Ripples 6/30/22

Written by Nancy Nabak, Communication Coordinator

photo of spittlebug in spittle and snailNow that we’re fully into summer, I urge you to slow down with nature and observe it at a “Sunday Driver’s” pace, or in natural terms, a snail’s pace.

Instead of hurrying to list all the bird species you can find, go for a walk or hike with the idea of listening for food-begging sounds from nestlings, or observe which plants are flowering right now. Then take a closer look and notice how busy they are with pollinators.

While doing that, see if you notice bubbles on the leaves or stems. That’s the product of the spittlebug. Spittlebugs are so cool and so underrated. This tiny insect sucks up watery sap from the plant, lots and lots of sap, so it creates lots of urine – like 150 to 280 times its body mass every day. (Wow!) The urine comes out as the bubbly foam.
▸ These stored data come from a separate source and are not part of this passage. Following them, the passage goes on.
use crate::output::print_json;
use anyhow::Context;
use std::path::Path;
use studio_core::{customize, lifecycle};

pub fn run(root: &Path, project: &str, json: bool) -> anyhow::Result<()> {
    let settings = super::load_settings(root)?;
    let handle = lifecycle::find_project(&settings.projects_dir, project)
        .with_context(|| format!("failed to load project '{project}'"))?;

    let report = customize::customize_agents_for_project(&settings, &handle.path, &handle.config)
        .with_context(|| format!("failed to customize agents for '{project}'"))?;

    if json {
        return print_json(&report);
    }

    println!(
        "Customized {} agents for {} ({})",
        report.written.len(),
        handle.config.project.name,
        report.engine
    );
    for role in &report.written {
        println!("  wrote: agents/{}", role.filename());
    }
    for s in &report.skipped {
        println!("  skipped {}: {}", s.role, s.reason);
    }
    println!("  wrote: {}", report.orchestrator.display());
    Ok(())
}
The bubbles form a safe cocoon for the insect to grow and protect it from predators. Hang out and watch the bubbles for a while, you might see the tiny nymph moving around inside.

Take advantage of the warm night air and be a kid again – go look for lightning bugs! These bioluminescent wonders are a free visual concert, but like so many other insects they’re facing serious threats. Next to habitat loss, light pollution is their big enemy. Lightning bugs depend on their ability to light up and be seen for courtship and attracting a mate, but too much artificial light is interfering with this. Find a nice lot away from city lights that has nice green vegetation, they like moisture. Enjoy this precious moment in awe. Savor what you find.

Observe moths pollinating at night. Nocturnal flowers with pale or white flowers and a strong fragrance attract moths. Just follow your nose to your next dusk-discovery.

Challenge yourself to identify five evening sounds and once you get them, go for five more.

Since we’re observing at a snail’s pace, why not look for snails? Did you know that Wisconsin has 100 land snail species? You can find them on all kinds of surfaces because they know how to get around, it just takes a while. Secrete slime. Crawl. Secrete slime. Crawl. You get the picture.  

Snail slime, a natural product to be sure, but it’s no longer for locomotion only. Some cosmetic companies are now using it as an exfoliant that removes dead skin cells and stimulates cell renewal. Cool nature nerd fact – snail slime’s exfoliating properties are attributed to the natural collagen, elastin and glycolic acid found in it.

So, let’s not “busy” our summer away. Let’s not be in a rush to list birds, but forget to admire and appreciate them. Slow down. Relax on your back porch and just observe what nature is doing around you. In summary, see the snail, be the snail.